13 matches sans victoire maintenant, et les excuses se sont usées plus vite que la patience. Quelqu'un à Malavan va devoir aller chercher un résultat quelque part.
Des supporters qui chantent quand cela va mal sont des supporters. Des supporters qui se rassemblent après sont un problème, et tout le monde à l'intérieur sait laquelle des deux choses c'est devenu.
Les mots qu'un kiné prononce lentement. 36 jours, c'est ce que le club annoncera, et quiconque a déjà entendu ce diagnostic sait que le chiffre est le moindre du problème : le genou revient avant le joueur.
Les os se ressoudent. C'est la seule chose clémente dans cette blessure et la raison pour laquelle le Malavan en parlera plus ouvertement que d'un genou. Il reviendra, et à peu près quand ils le disent.
Effectif19/08/2041
Erfan Najjari a tenu l'arrière-garde à lui tout seul
On a compté 7 arrêts dans cette rencontre, dont au moins trois qui n'auraient jamais dû en être. Les dix joueurs de champ lui doivent une tournée, et ils le savent.
Le plus dur, à 21 ans dans une équipe première, c'est que personne ne fait de cadeau. Sardar Jahanbakhsh n'en avait pas besoin : 8.29, et il avait l'air du plus tranquille sur le terrain.
Mahan Sadeghi était au centre, et lorsqu'on les a séparés, trois ou quatre autres étaient impliqués.

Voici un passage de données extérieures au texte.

#[derive(Clone, Copy, Debug, PartialEq, Eq)]
pub struct Cell {
    pub ch: char,
    /// Sampled pixel colour encoded as RGB bytes.
    pub fg: [u8; 3],
}

impl Cell {
    pub fn new(ch: char, r: u8, g: u8, b: u8) -> Self {
        Self { ch, fg: [r, g, b] }
    }
}

/// Row-major grid of cells. `cells.len() == columns * rows` always holds.
#[derive(Clone, Debug, Default, PartialEq, Eq)]
pub struct CellGrid {
    pub columns: u32,
    pub rows: u32,
    pub cells: Vec<Cell>,
}

impl CellGrid {
    pub fn new(columns: u32, rows: u32, cells: Vec<Cell>) -> Self {
        assert_eq!(columns as usize * rows as usize, cells.len());
        Self { columns, rows, cells }
    }

    /// Result of rendering without a loaded source.
    pub fn empty() -> Self {
        Self::default()
    }

    pub fn is_empty(&self) -> bool {
        self.cells.is_empty()
    }

    pub fn get(&self, column: u32, row: u32) -> Option<&Cell> {
        if column >= self.columns || row >= self.rows {
            return None;
        }
        self.cells.get(row as usize * self.columns as usize + column as usize)
    }

    pub fn cell_rows(&self) -> impl Iterator<Item = &[Cell]> + '_ {
        let width = (self.columns as usize).max(1);
        self.cells.chunks(width)
    }

    pub fn rows(&self) -> impl Iterator<Item = String> + '_ {
        self.cell_rows().map(|row| row.iter().map(|cell| cell.ch).collect::<String>())
    }
}

#[cfg(test)]
mod tests {
    use super::*;

    #[test]
    fn rows_split_by_column_count() {
        let cells = "abcdef".chars().map(|ch| Cell::new(ch, 0, 0, 0)).collect();
        let grid = CellGrid::new(3, 2, cells);
        let rows: Vec<String> = grid.rows().collect();
        assert_eq!(rows, vec!["abc".to_string(), "def".to_string()]);
        assert_eq!(grid.get(1, 1).map(|cell| cell.ch), Some('e'));
        assert!(grid.get(3, 0).is_none());
    }

    #[test]
    fn empty_grid_has_no_rows() {
        let grid = CellGrid::empty();
        assert!(grid.is_empty());
        assert_eq!(grid.rows().count(), 0);
        assert_eq!((grid.columns, grid.rows), (0, 0));
    }

    #[test]
    #[should_panic]
    fn mismatched_cell_count_panics() {
        CellGrid::new(2, 2, vec![Cell::new(' ', 0, 0, 0)]);
    }
}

Un centre d'entraînement est un lieu étroit, et les longues saisons le rétrécissent.
Au moins deux buts concédés lors de chacun des 4 derniers matchs. Ce n'est pas une erreur qui se répète, ce qui serait plus simple à corriger ; c'en est une différente chaque semaine.
Il existe une chaleur particulière qu'un stade réserve à un joueur de 21 ans qu'il considère comme le sien. Sardar Jahanbakhsh l'a désormais, et tout ce qu'il fera ici sera mesuré à l'aune d'une bienveillance qu'on lui a offerte.